*What is required*: Return exactly the span of lines in the following data that opens with the line containing "Character snapshot input" and closes with the line containing "types for convenience". Include nothing else.

Collected data entries
//! # buildcard - Deterministic Character Build Card Renderer
//!
//! Renders a fixed-layout card summarizing one game character: stats,
//! weapon, artifacts, talents and constellations. The crate provides:
//! - **Bounded** stat selection (HP/ATK/DEF always shown, at most 8 rows)
//! - **Deterministic** layout (same snapshot and assets → same placements)
//! - **Layered** composition (background, foreground and text layers)
//! - **Pluggable** collaborators for fonts and image assets
//!
//! ## Pipeline
//!
//! ```text
//! [CharacterSnapshot] → [StatFormatter] → [LayoutEngine] → [Compositor] → bitmap
//! ```
//!
//! 1. **StatFormatter** reduces the stat block to display rows
//! 2. **LayoutEngine** turns snapshot, equipment and rows into a `PlacementList`
//! 3. **Compositor** paints the placements with images from an `AssetProvider`
//!
//! ## Example
//!
//! ```rust
//! use buildcard::*;
//!
//! let stats = StatBlock::new()
//!     .with_base(StatKind::Hp, 15_552.0, 10_875.0)
//!     .with_base(StatKind::Atk, 2_180.0, 1_050.0)
//!     .with_base(StatKind::Def, 876.0, 683.0)
//!     .with(StatKind::CritRate, 62.1)
//!     .with(StatKind::CritDamage, 184.4)
//!     .with(StatKind::HealingBonus, 0.0);
//!
//! let formatted = StatFormatter::new().format(&stats, Element::Pyro).unwrap();
//! assert_eq!(formatted.kinds(), vec![
//!     StatKind::Hp, StatKind::Atk, StatKind::Def,
//!     StatKind::CritRate, StatKind::CritDamage,
//! ]);
//! assert_eq!(formatted.stats[0].primary_text, "15,552 (10,875 + 4,677)");
//! ```
//!
//! A full render needs a `FontProvider` and an `AssetProvider`; see
//! [`render::render_card`].
//!
//! ## Modules
//!
//! - [`stat_kind`] - Stat kinds, elements and the canonical orders
//! - [`numeric`] - Stat values and number formatting
//! - [`snapshot`] - Character snapshot input
//! - [`equipment`] - Weapon/artifact slots and set bonuses
//! - [`display`] - Formatted stat rows
//! - [`formatter`] - Stat selection and bounding
//! - [`placement`] - Layout output
//! - [`layout`] - Layout engine
//! - [`font`] - Font interface
//! - [`asset`] - Asset providers and the disk cache
//! - [`compositor`] - Layer painting
//! - [`render`] - End-to-end render call
//! - [`config`] - Render configuration
//! - [`error`] - Error and diagnostic types

pub mod asset;
pub mod compositor;
pub mod config;
pub mod display;
pub mod equipment;
pub mod error;
pub mod font;
pub mod formatter;
pub mod layout;
pub mod numeric;
pub mod placement;
pub mod render;
pub mod snapshot;
pub mod stat_kind;

// Re-export main types for convenience
pub use asset::{AssetProvider, DiskAssetCache, MemoryAssets, RemoteFetcher};
pub use config::{CardConfig, OverflowPolicy};
pub use display::{Decomposition, DisplayStat, FormattedStats};
pub use equipment::{ActiveSetBonus, EquipStat, EquipmentSlot, SlotKind};
pub use error::{CardError, Diagnostic};
pub use font::{Font, FontHandle, FontProvider};
pub use formatter::StatFormatter;
pub use layout::LayoutEngine;
pub use numeric::StatValue;
pub use placement::{Placement, PlacementKind, PlacementList, ZLayer};
pub use render::{render_card, RenderedCard};
pub use snapshot::{AssetRef, CharacterSnapshot, ConstellationSlot, PlayerInfo, SkillSlot, StatBlock};
pub use stat_kind::{Element, StatKind, StatUnit};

*Answer space*:
//! - [`snapshot`] - Character snapshot input
//! - [`equipment`] - Weapon/artifact slots and set bonuses
//! - [`display`] - Formatted stat rows
//! - [`formatter`] - Stat selection and bounding
//! - [`placement`] - Layout output
//! - [`layout`] - Layout engine
//! - [`font`] - Font interface
//! - [`asset`] - Asset providers and the disk cache
//! - [`compositor`] - Layer painting
//! - [`render`] - End-to-end render call
//! - [`config`] - Render configuration
//! - [`error`] - Error and diagnostic types

pub mod asset;
pub mod compositor;
pub mod config;
pub mod display;
pub mod equipment;
pub mod error;
pub mod font;
pub mod formatter;
pub mod layout;
pub mod numeric;
pub mod placement;
pub mod render;
pub mod snapshot;
pub mod stat_kind;

// Re-export main types for convenience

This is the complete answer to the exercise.